心不全の看護に役立つクリニカルシナリオ1(CS1)についてのまとめや解説
クリニカルシナリオ1の病態や看護について
クリニカルシナリオ(以下CS)は主に収縮期血圧から心不全の病態を判断するためのツールです。
クリニカルシナリオ1ってどんな状態?
CS1は収縮期血圧が140mmhg以上ある状態とあります
クリニカルシナリオ1の主病態は急性肺水腫??
CS1はもともと心機能が低下しているところに、なにかの原因がきっかけで発症することが多いです。
逆にいうと今までは少しくらい心機能が低下してもなんとかなっていたということですね(代償期)
①まず初めに心機能(特に左の心臓)が低下していると体へ送り出す血液量(心拍出量)が低下しています。
②心機能が低下しているところへ何かのきっかけ(トリガー)が起こります。このトリガーは風邪であったりストレスであったり多岐に渡ります。
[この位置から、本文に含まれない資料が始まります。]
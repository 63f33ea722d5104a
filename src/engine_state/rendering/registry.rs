//! # GPU Resource Registry
//!
//! Reference counts GPU resources by the entities that use them, so a mesh, a
//! texture, a program or a shader shared by many entities is uploaded once and
//! destroyed once nobody uses it any more.
//!
//! ## Lifecycle of one id
//! 1. `register` adds the entity to the owner set of every id it uses. Gaining an
//!    owner takes the id out of the pending set, which aborts a scheduled
//!    destruction.
//! 2. `unregister` removes the entity from those owner sets. An owner set that
//!    becomes empty puts its id into the pending set.
//! 3. `cleanup` runs once per frame before drawing. It asks the context to destroy
//!    every pending id, meshes first, then textures, programs and shaders. An id
//!    leaves the pending set only when destruction succeeds; a shader that is
//!    still loading stays pending and is retried next frame.

use std::collections::{BTreeMap, BTreeSet};

use log::debug;

use super::{
    context::GpuContext,
    material::{Program, ProgramId, Shader, ShaderId},
    texture::{Texture, TextureId},
};
use crate::engine_state::scene::{Entity, EntityId, MeshHandle, MeshId};

#[derive(Debug)]
struct OwnerEntry<V> {
    resource: V,
    owners: BTreeSet<EntityId>,
}

/// Owner sets and pending destruction for one kind of resource.
#[derive(Debug)]
pub struct OwnerTable<K, V> {
    entries: BTreeMap<K, OwnerEntry<V>>,
    pending: BTreeSet<K>,
}

impl<K, V> Default for OwnerTable<K, V> {
    fn default() -> Self {
        Self {
            entries: BTreeMap::new(),
            pending: BTreeSet::new(),
        }
    }
}

impl<K: Ord + Clone, V> OwnerTable<K, V> {
    /// Adds `owner` to the owner set of `key`, creating the entry on first use.
    ///
    /// # Returns
    /// `true` if a scheduled destruction was aborted.
    pub fn acquire(&mut self, key: K, resource: V, owner: EntityId) -> bool {
        let revived = self.pending.remove(&key);
        self.entries
            .entry(key)
            .or_insert_with(|| OwnerEntry {
                resource,
                owners: BTreeSet::new(),
            })
            .owners
            .insert(owner);
        revived
    }

    /// Removes `owner` from the owner set of `key`.
    ///
    /// # Returns
    /// `true` if the owner set became empty and `key` is now pending destruction.
    pub fn release(&mut self, key: &K, owner: EntityId) -> bool {
        let Some(entry) = self.entries.get_mut(key) else {
            return false;
        };
        entry.owners.remove(&owner);
        if entry.owners.is_empty() {
            self.pending.insert(key.clone());
            true
        } else {
            false
        }
    }

    /// Calls `destroy` for every pending resource.
    ///
    /// # Returns
    /// How many resources were destroyed; the rest stay pending.
    pub fn sweep(&mut self, mut destroy: impl FnMut(&V) -> bool) -> usize {
        let mut destroyed = 0;
        let pending: Vec<K> = self.pending.iter().cloned().collect();
        for key in pending {
            let Some(entry) = self.entries.get(&key) else {
                self.pending.remove(&key);
                continue;
            };
            if !entry.owners.is_empty() {
                self.pending.remove(&key);
                continue;
            }
            if destroy(&entry.resource) {
                self.entries.remove(&key);
                self.pending.remove(&key);
                destroyed += 1;
            }
        }
        destroyed
    }

    /// Owners of `key`, if it is tracked.
    pub fn owners(&self, key: &K) -> Option<&BTreeSet<EntityId>> {
        self.entries.get(key).map(|entry| &entry.owners)
    }

    pub fn contains(&self, key: &K) -> bool {
        self.entries.contains_key(key)
    }

    pub fn is_pending(&self, key: &K) -> bool {
        self.pending.contains(key)
    }

    /// Number of tracked ids, pending ones included.
    pub fn len(&self) -> usize {
        self.entries.len()
    }

    pub fn is_empty(&self) -> bool {
        self.entries.is_empty()
    }

    pub fn pending_len(&self) -> usize {
        self.pending.len()
    }
}

/// What one `cleanup` pass destroyed and what it had to leave for later.
#[derive(Debug, Clone, Copy, Default, PartialEq, Eq)]
pub struct CleanupReport {
    pub meshes: usize,
    pub textures: usize,
    pub programs: usize,
    pub shaders: usize,
    /// Ids still pending after the pass.
    pub deferred: usize,
}

/// Owner tables for every resource kind.
#[derive(Debug, Default)]
pub struct ResourceRegistry {
    pub meshes: OwnerTable<MeshId, MeshHandle>,
    pub textures: OwnerTable<TextureId, Texture>,
    pub programs: OwnerTable<ProgramId, Program>,
    pub shaders: OwnerTable<ShaderId, Shader>,
}

impl ResourceRegistry {
    pub fn new() -> Self {
        Self::default()
    }

    /// Acquires every resource `entity` uses on its behalf.
    pub fn register(&mut self, entity: &Entity) {
        let owner = entity.id();
        if let Some(component) = entity.material() {
            let program = &component.program;
            if self.programs.acquire(program.id(), program.clone(), owner) {
                debug!("Program {} revived by {owner}", program.id());
            }
            for shader in program.shaders() {
                self.shaders.acquire(shader.id().clone(), shader.clone(), owner);
            }
            for texture in component.material.textures() {
                self.textures.acquire(texture.id().clone(), texture.clone(), owner);
            }
        }
        if let Some(mesh) = entity.mesh() {
            self.meshes.acquire(mesh.id(), mesh.clone(), owner);
        }
    }

    /// Releases every resource `entity` used.
    pub fn unregister(&mut self, entity: &Entity) {
        let owner = entity.id();
        if let Some(component) = entity.material() {
            let program = &component.program;
            self.programs.release(&program.id(), owner);
            for shader in program.shaders() {
                self.shaders.release(shader.id(), owner);
            }
            for texture in component.material.textures() {
                self.textures.release(texture.id(), owner);
            }
        }
        if let Some(mesh) = entity.mesh() {
            self.meshes.release(&mesh.id(), owner);
        }
    }

    /// Destroys pending resources in the order meshes, textures, programs, shaders.
    pub fn cleanup<C: GpuContext>(&mut self, context: &mut C) -> CleanupReport {
        let mut report = CleanupReport {
            meshes: self.meshes.sweep(|mesh| context.destroy_mesh(mesh)),
            textures: self.textures.sweep(|texture| context.destroy_texture(texture)),
            programs: self.programs.sweep(|program| context.destroy_program(program)),
            shaders: self.shaders.sweep(|shader| context.destroy_shader(shader)),
            deferred: 0,
        };
        report.deferred = self.meshes.pending_len()
            + self.textures.pending_len()
            + self.programs.pending_len()
            + self.shaders.pending_len();
        report
    }
}

#[cfg(test)]
mod tests {
    use super::*;
    use crate::engine_state::{
        rendering::{
            assets::Asset,
            context::HeadlessContext,
            material::{Material, ShaderStage},
            test_support::{flat_program, textured},
        },
        scene::{EntityConfig, MaterialComponent, Scene, SceneEvent},
    };

    fn destroyed(scene: &mut Scene) -> Vec<Entity> {
        scene
            .drain_events()
            .into_iter()
            .filter_map(|event| match event {
                SceneEvent::Destroyed(entity) => Some(entity),
                SceneEvent::Created(_) => None,
            })
            .collect()
    }

    #[test]
    fn table_tracks_owners_and_pending() {
        let mut table: OwnerTable<u32, &str> = OwnerTable::default();
        table.acquire(1, "a", EntityId(10));
        table.acquire(1, "a", EntityId(11));
        assert!(!table.release(&1, EntityId(10)));
        assert!(table.release(&1, EntityId(11)));
        assert!(table.is_pending(&1));
        assert_eq!(table.sweep(|_| true), 1);
        assert!(!table.contains(&1));
        assert_eq!(table.pending_len(), 0);
    }

    #[test]
    fn failed_destruction_stays_pending() {
        let mut table: OwnerTable<u32, ()> = OwnerTable::default();
        table.acquire(7, (), EntityId(1));
        table.release(&7, EntityId(1));
        assert_eq!(table.sweep(|_| false), 0);
        assert!(table.is_pending(&7));
        assert_eq!(table.sweep(|_| true), 1);
    }

    #[test]
    fn register_unregister_cleanup_round_trip() {
        let mut scene = Scene::new();
        let mesh = scene.add_mesh(crate::engine_state::rendering::test_support::quad_mesh());
        let id = scene
            .instantiate(
                EntityConfig::default()
                    .with_mesh(mesh.clone())
                    .with_material(textured(Texture::solid("atlas", [255; 4]))),
            )
            .unwrap();

        let mut registry = ResourceRegistry::new();
        let mut context = HeadlessContext::new();
        registry.register(scene.get(id).unwrap());
        assert_eq!(registry.meshes.owners(&mesh.id()).map(|o| o.len()), Some(1));
        assert_eq!(registry.shaders.len(), 2);

        scene.destroy(id);
        for entity in destroyed(&mut scene) {
            registry.unregister(&entity);
        }
        assert!(registry.meshes.is_pending(&mesh.id()));

        let report = registry.cleanup(&mut context);
        assert_eq!(
            report,
            CleanupReport {
                meshes: 1,
                textures: 1,
                programs: 1,
                shaders: 2,
                deferred: 0,
            }
        );
        assert!(registry.meshes.is_empty());
        assert!(registry.programs.is_empty());
    }

    #[test]
    fn re_registering_before_cleanup_keeps_the_resource() {
        let mut scene = Scene::new();
        let mesh = scene.add_mesh(crate::engine_state::rendering::test_support::quad_mesh());
        let config = EntityConfig::default()
            .with_mesh(mesh.clone())
            .with_material(MaterialComponent {
                program: flat_program(),
                material: Material::new(),
            });
        let first = scene.instantiate(config.clone()).unwrap();

        let mut registry = ResourceRegistry::new();
        let mut context = HeadlessContext::new();
        context.prepare_mesh(&mesh).unwrap();
        registry.register(scene.get(first).unwrap());

        scene.destroy(first);
        for entity in destroyed(&mut scene) {
            registry.unregister(&entity);
        }
        let second = scene.instantiate(config).unwrap();
        registry.register(scene.get(second).unwrap());

        assert_eq!(registry.cleanup(&mut context), CleanupReport::default());
        assert!(context.has_mesh(mesh.id()));
        assert_eq!(
            registry.meshes.owners(&mesh.id()).map(|o| o.iter().copied().collect::<Vec<_>>()),
            Some(vec![second])
        );
    }

    #[test]
    fn loading_shader_is_retried_on_the_next_cleanup() {
        let (source, sender) = Asset::pending();
        let program = crate::engine_state::rendering::material::Program::new(
            Shader::with_source("late.vert", ShaderStage::Vertex, source),
            Shader::inline("flat.frag", ShaderStage::Fragment, ""),
        );
        let mut scene = Scene::new();
        let id = scene
            .instantiate(EntityConfig::default().with_material(MaterialComponent {
                program,
                material: Material::new(),
            }))
            .unwrap();

        let mut registry = ResourceRegistry::new();
        let mut context = HeadlessContext::new();
        registry.register(scene.get(id).unwrap());
        scene.destroy(id);
        for entity in destroyed(&mut scene) {
            registry.unregister(&entity);
        }

        let first = registry.cleanup(&mut context);
        assert_eq!((first.programs, first.shaders, first.deferred), (1, 1, 1));
        assert!(registry.shaders.is_pending(&ShaderId("late.vert".into())));

        sender.complete(Ok(String::new()));
        let second = registry.cleanup(&mut context);
        assert_eq!((second.shaders, second.deferred), (1, 0));
    }
}
use super::{check_dimensions, NoiseField, SharedNoise};
use crate::error::{EngineError, EngineResult};

/// Shifts coordinates by a fixed vector before sampling the wrapped field.
#[derive(Debug, Clone)]
pub struct TranslatedNoise {
    noise: SharedNoise,
    translation: Vec<f64>,
}

impl TranslatedNoise {
    /// Wraps `noise`, failing when `translation` does not match its dimensionality.
    pub fn new(noise: SharedNoise, translation: &[f64]) -> EngineResult<Self> {
        check_dimensions(noise.dimensions(), translation.len())?;
        Ok(Self {
            noise,
            translation: translation.to_vec(),
        })
    }
}

impl NoiseField for TranslatedNoise {
    fn dimensions(&self) -> usize {
        self.translation.len()
    }

    fn sample(&self, point: &[f64]) -> f64 {
        let shifted: Vec<f64> = point
            .iter()
            .zip(&self.translation)
            .map(|(p, t)| p + t)
            .collect();
        self.noise.sample(&shifted)
    }

    fn interval(&self) -> (f64, f64) {
        self.noise.interval()
    }
}

/// Multiplies coordinates component-wise before sampling the wrapped field.
#[derive(Debug, Clone)]
pub struct ScaledNoise {
    noise: SharedNoise,
    scale: Vec<f64>,
}

impl ScaledNoise {
    /// Wraps `noise`, failing when `scale` does not match its dimensionality.
    pub fn new(noise: SharedNoise, scale: &[f64]) -> EngineResult<Self> {
        check_dimensions(noise.dimensions(), scale.len())?;
        Ok(Self {
            noise,
            scale: scale.to_vec(),
        })
    }
}

impl NoiseField for ScaledNoise {
    fn dimensions(&self) -> usize {
        self.scale.len()
    }

    fn sample(&self, point: &[f64]) -> f64 {
        let scaled: Vec<f64> = point.iter().zip(&self.scale).map(|(p, s)| p * s).collect();
        self.noise.sample(&scaled)
    }

    fn interval(&self) -> (f64, f64) {
        self.noise.interval()
    }
}

/// One octave of a fractal sum.
#[derive(Debug, Clone, Copy, PartialEq)]
pub struct Octave {
    /// Coordinate multiplier.
    pub frequency: f64,
    /// Output multiplier.
    pub amplitude: f64,
}

/// Weighted sum of base fields sampled at geometrically increasing frequencies.
///
/// Octave `i` samples base field `i % len` at `lacunarity^i` times the input
/// coordinates and weights it by `persistence^(i + 1)`.
#[derive(Debug, Clone)]
pub struct FractalNoise {
    noises: Vec<SharedNoise>,
    octaves: Vec<Octave>,
    interval: (f64, f64),
}

impl FractalNoise {
    /// Default frequency growth per octave.
    pub const LACUNARITY: f64 = 2.0;
    /// Default amplitude decay per octave.
    pub const PERSISTENCE: f64 = 0.5;

    /// Builds a fractal with the default lacunarity and persistence.
    ///
    /// A single base field gets four octaves; several base fields get one octave each.
    pub fn new(noises: Vec<SharedNoise>) -> EngineResult<Self> {
        let octaves = if noises.len() == 1 { 4 } else { noises.len() };
        Self::with_parameters(noises, Self::LACUNARITY, Self::PERSISTENCE, octaves)
    }

    /// Builds a fractal with explicit parameters.
    ///
    /// # Arguments
    /// * `noises` - Base fields, cycled through by octave index
    /// * `lacunarity` - Frequency ratio between consecutive octaves
    /// * `persistence` - Amplitude ratio between consecutive octaves
    /// * `octaves` - Number of octaves to sum
    ///
    /// # Returns
    /// An error if `noises` is empty or the base fields disagree on dimensionality.
    pub fn with_parameters(
        noises: Vec<SharedNoise>,
        lacunarity: f64,
        persistence: f64,
        octaves: usize,
    ) -> EngineResult<Self> {
        let first = noises.first().ok_or(EngineError::EmptyFractal)?;
        let dimensions = first.dimensions();
        for noise in &noises {
            check_dimensions(dimensions, noise.dimensions())?;
        }

        let octaves: Vec<Octave> = (0..octaves)
            .map(|i| Octave {
                frequency: lacunarity.powi(i as i32),
                amplitude: persistence.powi(i as i32 + 1),
            })
            .collect();

        let mut interval = (0.0, 0.0);
        for (i, octave) in octaves.iter().enumerate() {
            let (min, max) = noises[i % noises.len()].interval();
            interval.0 += min * octave.amplitude;
            interval.1 += max * octave.amplitude;
        }

        Ok(Self {
            noises,
            octaves,
            interval,
        })
    }

    /// Octaves in summation order.
    pub fn octaves(&self) -> &[Octave] {
        &self.octaves
    }
}

impl NoiseField for FractalNoise {
    fn dimensions(&self) -> usize {
        self.noises[0].dimensions()
    }

    fn sample(&self, point: &[f64]) -> f64 {
        let mut scaled = vec![0.0; point.len()];
        self.octaves
            .iter()
            .enumerate()
            .map(|(i, octave)| {
                for (target, value) in scaled.iter_mut().zip(point) {
                    *target = value * octave.frequency;
                }
                self.noises[i % self.noises.len()].sample(&scaled) * octave.amplitude
            })
            .sum()
    }

    fn interval(&self) -> (f64, f64) {
        self.interval
    }
}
③交感神経の興奮により血管が収縮し静脈還流量が増します。これはつまりセントラルシフトにより前負荷が増加したといえます
(細静脈の血液は人間の血液の約80%以上といわれています)
これら①〜③の流れによって全身の血液が心臓へ集まり肺水腫をきたしてしまいます。
また、この機序は2〜3日で起こるといわれており、急速に悪化することが特徴です。
さらに、交換神経の興奮により抹消血管は収縮しており血圧が上昇します。
そのため、心臓にとっては後負荷が増大し心臓から血液を出しにくくなります。
こうした要因も肺水腫悪化の原因となります。
クリニカルシナリオ1の治療について
クリニカルシナリオ1の治療は硝酸薬と陽圧換気です。
硝酸薬
特に先ほどの病態にあるように、全身の血管が収縮していることが原因であるため硝酸薬を用いて血管の拡張を行います。
・静脈拡張→心臓に戻って来る血液量を減らす
・動脈拡張→心臓は血液を拍出するための抵抗が少なくなり、心拍出量は増加します。その結果、肺うっ血の改善につながります。
この静脈・動脈の拡張については、別記事にてわかりやすい図を使いまとめてあります。
血管拡張薬について勉強した記事を参考してください。
陽圧換気
陽圧換気は酸素化の改善を図るだけでなく、それに伴う交感神経の興奮を抑える働きもあります。また、胸腔内圧が上昇するため心臓へ戻って来る血液量の減少すなわち前負荷軽減にも繋がります。
心不全の薬は?利尿薬は使わないの?
硝酸薬と陽圧換気だけで良いの?心不全ってとりあえず利尿薬使わない?と思う方も中にはおられるかもしれません。
しかし、病態的にCS1は交換神経の興奮によって急性発症した肺水腫です。
うっ血といっても、全身の水分量が増えたというよりは、一局(心臓や肺)に集中しており体液の分布が中心に増えたということが原因です。
なので、利尿薬はかけずとも良いと書いてある本もあります。
しかし、臨床上前負荷の軽減のため利尿剤の投与を行うことをよく見かけます。
また、うっ血性の心不全においては血管拡張による後負荷の軽減と利尿作用を合わせて持っているハンプ(カルペリチド)もよく効果がありよく使用されますね。
ハンプについてはこちらの記事をどうぞ…
クリニカルシナリオ1の看護について
じゃあ、どんな看護をしたら良いの〜?と思いますよね。
そこで、私なりに少しだけ看護も書いてみます。
1.バイタルの観察
あたーりまえですがバイタルの観察が重要です。
心不全では少しの変化で重症化してしまうこともあります。
先ほども説明しましたが、全身の血管の収縮が症状に繋がっているので血圧に気をつけるとともに酸素化にも注意していきましょう。
2.末梢状態の観察
末梢を触れ皮膚が湿潤していれば、肺もうっ血している可能性があります。また、末梢が冷たければ心拍出量の低下や末梢血管抵抗の増加が予測されます。こういったところから全身の循環をアセスメントしていきます。
3.不安の軽減
CS1は急性発症によるものが多いです。そのため、患者は急な入院や治療に戸惑い不安を感じます。しかし、そういった不安は交感神経の興奮につながり血管収縮にもつながります。なので、細やかな対応を行い不安の軽減を行います。非侵襲的陽圧換気は患者によっては不快感を強く訴えます。そのため酸素化が落ち着いたときを見計らって十分なオリエンテーションやフィッティングの訓練を行うことが大切でしょう。
最後に
正直、もっと書きたいことはたくさんありますし書かなくてはと思うのですがこれ以上はまとまらないのでここらへんでやめたいと思います。
どうでしたでしょうか?看護師向けの本てクリニカルシナリオ1についてそこまで詳しくは書いてくれてない印象がありましたのでまとめてみました。